### What you are asked to do
Go through the entries one line at a time, and gather every line that has the word "enumerate".

--- Available data Enclosed Below ---

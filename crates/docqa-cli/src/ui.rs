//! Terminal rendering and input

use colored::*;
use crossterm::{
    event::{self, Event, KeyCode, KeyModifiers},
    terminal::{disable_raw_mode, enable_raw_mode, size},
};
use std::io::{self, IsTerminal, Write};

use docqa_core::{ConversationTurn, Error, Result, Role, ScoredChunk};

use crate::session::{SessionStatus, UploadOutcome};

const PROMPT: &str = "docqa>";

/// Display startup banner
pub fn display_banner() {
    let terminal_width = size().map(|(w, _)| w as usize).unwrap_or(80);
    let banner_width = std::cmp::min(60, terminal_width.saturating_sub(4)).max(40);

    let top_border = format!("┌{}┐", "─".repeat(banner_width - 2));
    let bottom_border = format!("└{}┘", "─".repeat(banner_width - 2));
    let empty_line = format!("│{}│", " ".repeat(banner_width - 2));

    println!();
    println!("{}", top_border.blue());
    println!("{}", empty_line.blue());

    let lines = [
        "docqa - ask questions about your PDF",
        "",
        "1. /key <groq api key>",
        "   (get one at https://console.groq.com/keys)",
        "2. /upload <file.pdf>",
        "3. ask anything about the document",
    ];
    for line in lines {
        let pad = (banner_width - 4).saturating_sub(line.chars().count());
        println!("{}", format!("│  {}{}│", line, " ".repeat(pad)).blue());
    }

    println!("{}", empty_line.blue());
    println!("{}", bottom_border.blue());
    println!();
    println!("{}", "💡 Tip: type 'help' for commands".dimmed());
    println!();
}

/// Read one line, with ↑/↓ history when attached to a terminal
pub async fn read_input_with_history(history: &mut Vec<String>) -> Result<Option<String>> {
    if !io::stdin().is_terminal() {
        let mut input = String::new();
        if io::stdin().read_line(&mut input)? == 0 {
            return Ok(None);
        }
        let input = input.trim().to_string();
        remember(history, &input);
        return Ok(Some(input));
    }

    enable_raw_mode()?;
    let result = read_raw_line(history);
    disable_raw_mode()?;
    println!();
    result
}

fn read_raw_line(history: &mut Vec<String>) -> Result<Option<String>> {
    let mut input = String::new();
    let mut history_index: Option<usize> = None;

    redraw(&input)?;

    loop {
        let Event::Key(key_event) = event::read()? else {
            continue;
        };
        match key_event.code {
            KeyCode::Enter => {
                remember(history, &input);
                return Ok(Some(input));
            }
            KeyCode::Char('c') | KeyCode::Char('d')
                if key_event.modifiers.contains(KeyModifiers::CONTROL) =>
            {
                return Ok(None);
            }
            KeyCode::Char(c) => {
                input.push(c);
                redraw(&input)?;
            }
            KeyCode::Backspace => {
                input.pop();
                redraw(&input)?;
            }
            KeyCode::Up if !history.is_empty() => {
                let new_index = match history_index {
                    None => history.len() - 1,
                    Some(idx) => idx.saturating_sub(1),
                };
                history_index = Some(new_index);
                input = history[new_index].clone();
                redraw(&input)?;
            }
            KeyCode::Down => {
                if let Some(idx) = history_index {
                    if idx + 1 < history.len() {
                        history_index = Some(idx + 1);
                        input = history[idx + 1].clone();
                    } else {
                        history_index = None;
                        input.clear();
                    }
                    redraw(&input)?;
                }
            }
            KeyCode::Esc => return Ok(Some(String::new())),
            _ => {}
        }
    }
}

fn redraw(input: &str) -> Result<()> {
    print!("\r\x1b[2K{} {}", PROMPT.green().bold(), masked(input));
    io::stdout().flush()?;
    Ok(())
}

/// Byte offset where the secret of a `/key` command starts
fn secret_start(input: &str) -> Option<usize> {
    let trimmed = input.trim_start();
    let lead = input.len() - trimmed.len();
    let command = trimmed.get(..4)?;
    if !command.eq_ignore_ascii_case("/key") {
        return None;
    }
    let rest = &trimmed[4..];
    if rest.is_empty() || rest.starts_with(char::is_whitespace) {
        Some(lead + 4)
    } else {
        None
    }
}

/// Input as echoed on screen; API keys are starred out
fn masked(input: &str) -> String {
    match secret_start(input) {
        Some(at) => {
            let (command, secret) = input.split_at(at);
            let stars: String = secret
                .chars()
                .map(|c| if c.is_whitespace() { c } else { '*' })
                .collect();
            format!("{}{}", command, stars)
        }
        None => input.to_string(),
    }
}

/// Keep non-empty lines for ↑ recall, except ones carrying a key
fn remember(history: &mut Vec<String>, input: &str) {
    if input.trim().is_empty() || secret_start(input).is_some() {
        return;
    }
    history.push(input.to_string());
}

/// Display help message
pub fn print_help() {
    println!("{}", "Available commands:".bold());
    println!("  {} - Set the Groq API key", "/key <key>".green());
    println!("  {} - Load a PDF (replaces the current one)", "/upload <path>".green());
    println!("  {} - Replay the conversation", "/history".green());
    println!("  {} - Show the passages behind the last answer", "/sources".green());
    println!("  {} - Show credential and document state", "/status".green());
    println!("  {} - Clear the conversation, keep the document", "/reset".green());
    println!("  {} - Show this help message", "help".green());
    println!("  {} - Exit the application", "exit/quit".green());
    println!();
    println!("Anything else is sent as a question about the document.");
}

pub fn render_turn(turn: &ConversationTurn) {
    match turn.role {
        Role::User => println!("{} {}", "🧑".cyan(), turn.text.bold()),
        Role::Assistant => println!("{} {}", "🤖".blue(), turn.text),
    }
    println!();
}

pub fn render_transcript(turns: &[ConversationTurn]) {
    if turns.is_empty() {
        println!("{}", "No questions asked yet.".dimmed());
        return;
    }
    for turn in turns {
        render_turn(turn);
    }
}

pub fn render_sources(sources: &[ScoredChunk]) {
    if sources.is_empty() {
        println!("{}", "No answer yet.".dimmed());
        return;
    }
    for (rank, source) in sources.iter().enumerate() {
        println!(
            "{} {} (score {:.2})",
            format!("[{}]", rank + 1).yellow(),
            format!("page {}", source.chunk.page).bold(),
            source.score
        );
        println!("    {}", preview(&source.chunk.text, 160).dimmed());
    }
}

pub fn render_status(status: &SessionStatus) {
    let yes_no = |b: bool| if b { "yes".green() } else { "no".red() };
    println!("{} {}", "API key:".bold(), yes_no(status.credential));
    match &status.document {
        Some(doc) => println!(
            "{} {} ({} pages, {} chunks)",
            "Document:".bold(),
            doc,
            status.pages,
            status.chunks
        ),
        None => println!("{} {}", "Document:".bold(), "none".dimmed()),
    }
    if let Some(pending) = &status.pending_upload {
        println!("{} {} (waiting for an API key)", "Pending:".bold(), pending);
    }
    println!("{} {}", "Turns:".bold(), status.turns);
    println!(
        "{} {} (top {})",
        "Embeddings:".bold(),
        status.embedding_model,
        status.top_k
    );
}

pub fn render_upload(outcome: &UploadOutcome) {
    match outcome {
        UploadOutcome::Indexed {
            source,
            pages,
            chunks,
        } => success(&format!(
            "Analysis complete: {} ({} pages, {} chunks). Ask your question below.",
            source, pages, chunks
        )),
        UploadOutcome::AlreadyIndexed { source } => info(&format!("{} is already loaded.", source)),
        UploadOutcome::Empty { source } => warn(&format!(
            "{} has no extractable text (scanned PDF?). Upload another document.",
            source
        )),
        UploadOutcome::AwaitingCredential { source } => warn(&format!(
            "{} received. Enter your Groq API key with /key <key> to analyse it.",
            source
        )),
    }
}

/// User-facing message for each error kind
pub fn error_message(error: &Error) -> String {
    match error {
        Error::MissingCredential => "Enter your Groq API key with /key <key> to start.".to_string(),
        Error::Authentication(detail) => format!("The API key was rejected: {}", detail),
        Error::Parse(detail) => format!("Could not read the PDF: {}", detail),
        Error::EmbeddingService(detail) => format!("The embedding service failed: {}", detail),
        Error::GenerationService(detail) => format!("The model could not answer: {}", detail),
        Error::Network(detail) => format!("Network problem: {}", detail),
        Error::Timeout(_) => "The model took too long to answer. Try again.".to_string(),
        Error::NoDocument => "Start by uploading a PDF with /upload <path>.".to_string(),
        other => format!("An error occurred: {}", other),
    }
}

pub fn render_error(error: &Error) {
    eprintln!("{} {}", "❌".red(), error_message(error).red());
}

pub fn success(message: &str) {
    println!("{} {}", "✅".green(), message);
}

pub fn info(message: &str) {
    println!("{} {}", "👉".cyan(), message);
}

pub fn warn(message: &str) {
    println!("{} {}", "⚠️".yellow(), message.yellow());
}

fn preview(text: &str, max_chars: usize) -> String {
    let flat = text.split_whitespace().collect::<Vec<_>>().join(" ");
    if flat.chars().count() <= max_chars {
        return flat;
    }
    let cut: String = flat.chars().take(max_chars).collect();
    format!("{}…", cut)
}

--- End of Enclosed Available data ---
--- Available data Enclosed Below ---

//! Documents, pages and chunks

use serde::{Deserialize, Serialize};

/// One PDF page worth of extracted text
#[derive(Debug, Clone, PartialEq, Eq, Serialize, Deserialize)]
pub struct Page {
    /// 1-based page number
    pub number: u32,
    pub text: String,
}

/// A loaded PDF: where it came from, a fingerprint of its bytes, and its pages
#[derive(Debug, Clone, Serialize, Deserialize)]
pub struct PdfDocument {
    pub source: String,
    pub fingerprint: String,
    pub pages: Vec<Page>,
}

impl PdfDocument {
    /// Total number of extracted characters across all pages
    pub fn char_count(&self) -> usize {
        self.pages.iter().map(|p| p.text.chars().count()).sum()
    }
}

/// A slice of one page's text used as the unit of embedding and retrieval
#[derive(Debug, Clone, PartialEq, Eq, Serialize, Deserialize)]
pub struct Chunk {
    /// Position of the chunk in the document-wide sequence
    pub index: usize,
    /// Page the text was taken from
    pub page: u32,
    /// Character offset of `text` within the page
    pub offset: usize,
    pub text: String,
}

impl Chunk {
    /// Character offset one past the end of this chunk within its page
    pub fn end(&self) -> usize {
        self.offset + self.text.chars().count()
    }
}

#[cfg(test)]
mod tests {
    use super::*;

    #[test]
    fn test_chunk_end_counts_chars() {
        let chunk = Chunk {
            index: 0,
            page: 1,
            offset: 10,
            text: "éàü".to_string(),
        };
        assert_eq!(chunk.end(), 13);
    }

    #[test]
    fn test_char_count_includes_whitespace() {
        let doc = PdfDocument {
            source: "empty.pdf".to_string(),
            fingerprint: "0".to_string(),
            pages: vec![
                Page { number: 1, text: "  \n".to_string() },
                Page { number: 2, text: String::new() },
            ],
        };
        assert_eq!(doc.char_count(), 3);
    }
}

--- End of Enclosed Available data ---
--- Available data Enclosed Below ---

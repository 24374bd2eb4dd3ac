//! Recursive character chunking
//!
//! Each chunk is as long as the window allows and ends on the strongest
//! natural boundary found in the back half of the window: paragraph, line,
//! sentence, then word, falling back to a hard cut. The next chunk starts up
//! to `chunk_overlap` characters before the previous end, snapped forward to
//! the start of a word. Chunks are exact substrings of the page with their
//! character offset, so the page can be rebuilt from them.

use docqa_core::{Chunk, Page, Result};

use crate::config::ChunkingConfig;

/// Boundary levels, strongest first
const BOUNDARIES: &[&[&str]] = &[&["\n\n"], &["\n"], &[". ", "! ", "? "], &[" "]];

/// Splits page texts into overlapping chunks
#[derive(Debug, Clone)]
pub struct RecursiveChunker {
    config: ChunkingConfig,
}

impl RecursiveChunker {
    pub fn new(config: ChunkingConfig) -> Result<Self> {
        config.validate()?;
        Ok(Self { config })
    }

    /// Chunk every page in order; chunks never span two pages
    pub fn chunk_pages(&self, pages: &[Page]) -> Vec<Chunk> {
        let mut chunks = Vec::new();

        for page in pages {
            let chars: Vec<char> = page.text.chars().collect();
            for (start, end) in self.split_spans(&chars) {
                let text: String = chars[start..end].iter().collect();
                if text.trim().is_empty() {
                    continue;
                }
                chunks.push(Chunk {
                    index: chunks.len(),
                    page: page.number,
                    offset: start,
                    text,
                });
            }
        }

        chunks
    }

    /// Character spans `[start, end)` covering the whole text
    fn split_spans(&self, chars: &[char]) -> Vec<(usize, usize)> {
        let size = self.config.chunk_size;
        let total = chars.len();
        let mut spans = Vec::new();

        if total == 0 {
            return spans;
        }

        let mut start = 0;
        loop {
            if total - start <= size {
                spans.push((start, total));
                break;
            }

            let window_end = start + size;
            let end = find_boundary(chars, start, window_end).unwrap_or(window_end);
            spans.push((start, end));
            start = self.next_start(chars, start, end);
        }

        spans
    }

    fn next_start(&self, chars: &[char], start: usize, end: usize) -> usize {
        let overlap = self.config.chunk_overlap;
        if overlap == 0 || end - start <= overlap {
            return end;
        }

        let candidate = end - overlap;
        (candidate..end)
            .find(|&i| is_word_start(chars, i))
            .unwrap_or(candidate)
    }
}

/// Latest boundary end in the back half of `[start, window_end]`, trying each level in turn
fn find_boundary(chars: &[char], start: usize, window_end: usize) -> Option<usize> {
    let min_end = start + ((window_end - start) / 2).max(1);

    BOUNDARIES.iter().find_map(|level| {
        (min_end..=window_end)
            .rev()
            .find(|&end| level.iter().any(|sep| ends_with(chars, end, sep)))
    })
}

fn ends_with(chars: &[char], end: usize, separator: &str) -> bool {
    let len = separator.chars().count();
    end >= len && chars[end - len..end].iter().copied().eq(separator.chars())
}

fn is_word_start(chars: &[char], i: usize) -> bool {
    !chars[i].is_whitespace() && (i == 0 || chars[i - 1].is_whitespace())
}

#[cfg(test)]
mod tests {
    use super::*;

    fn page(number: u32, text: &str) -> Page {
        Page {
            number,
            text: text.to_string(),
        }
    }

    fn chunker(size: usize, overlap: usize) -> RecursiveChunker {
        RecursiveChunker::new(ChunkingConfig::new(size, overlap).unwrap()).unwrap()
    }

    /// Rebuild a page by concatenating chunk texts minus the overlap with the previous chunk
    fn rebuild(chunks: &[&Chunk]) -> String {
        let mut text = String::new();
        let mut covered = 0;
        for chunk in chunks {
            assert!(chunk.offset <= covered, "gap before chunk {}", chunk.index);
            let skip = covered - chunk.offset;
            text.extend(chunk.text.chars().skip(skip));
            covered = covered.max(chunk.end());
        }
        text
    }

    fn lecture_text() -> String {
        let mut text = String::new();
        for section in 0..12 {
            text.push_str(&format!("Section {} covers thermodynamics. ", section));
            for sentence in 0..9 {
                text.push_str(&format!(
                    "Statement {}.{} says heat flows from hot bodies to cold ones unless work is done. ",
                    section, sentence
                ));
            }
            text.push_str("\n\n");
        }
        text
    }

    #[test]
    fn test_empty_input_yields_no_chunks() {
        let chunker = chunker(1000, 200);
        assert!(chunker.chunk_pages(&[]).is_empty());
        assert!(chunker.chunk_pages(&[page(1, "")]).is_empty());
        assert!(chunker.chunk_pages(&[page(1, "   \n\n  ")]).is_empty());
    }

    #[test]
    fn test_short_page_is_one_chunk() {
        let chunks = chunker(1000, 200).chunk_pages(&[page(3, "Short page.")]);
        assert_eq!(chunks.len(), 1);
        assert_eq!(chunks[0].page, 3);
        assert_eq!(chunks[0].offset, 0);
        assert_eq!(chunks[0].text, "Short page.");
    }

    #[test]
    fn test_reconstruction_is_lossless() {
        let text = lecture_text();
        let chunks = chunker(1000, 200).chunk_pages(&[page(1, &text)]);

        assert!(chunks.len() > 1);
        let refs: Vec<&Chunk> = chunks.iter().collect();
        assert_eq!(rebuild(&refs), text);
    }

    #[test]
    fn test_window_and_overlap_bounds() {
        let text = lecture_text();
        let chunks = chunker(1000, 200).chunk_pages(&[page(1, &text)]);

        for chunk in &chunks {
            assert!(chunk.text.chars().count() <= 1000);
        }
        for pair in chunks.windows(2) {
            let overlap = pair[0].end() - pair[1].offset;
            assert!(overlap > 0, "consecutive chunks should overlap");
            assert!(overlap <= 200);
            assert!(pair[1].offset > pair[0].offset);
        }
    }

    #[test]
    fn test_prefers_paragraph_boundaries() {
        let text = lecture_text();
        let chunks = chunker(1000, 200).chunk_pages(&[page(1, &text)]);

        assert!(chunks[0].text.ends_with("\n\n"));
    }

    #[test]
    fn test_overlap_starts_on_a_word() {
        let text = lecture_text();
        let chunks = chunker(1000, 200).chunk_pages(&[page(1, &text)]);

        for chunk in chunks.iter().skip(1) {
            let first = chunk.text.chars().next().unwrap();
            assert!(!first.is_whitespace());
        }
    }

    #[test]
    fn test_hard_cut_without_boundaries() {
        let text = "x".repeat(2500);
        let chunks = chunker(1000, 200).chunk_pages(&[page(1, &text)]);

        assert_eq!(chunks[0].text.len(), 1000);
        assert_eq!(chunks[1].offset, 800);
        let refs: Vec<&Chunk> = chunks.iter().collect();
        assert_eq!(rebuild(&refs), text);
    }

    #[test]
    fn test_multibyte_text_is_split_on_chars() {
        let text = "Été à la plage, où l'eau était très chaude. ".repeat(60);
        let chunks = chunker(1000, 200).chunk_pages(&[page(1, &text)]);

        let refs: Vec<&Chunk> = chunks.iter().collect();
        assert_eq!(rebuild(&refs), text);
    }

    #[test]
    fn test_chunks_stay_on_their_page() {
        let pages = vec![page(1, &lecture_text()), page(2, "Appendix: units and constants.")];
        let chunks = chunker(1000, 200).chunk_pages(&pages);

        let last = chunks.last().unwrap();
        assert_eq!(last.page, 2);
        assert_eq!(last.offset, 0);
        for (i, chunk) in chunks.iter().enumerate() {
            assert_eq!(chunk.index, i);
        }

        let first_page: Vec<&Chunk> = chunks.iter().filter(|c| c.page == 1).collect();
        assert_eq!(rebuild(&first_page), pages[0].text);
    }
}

--- End of Enclosed Available data ---

### Problem solution
    for (rank, source) in sources.iter().enumerate() {
        for (i, chunk) in chunks.iter().enumerate() {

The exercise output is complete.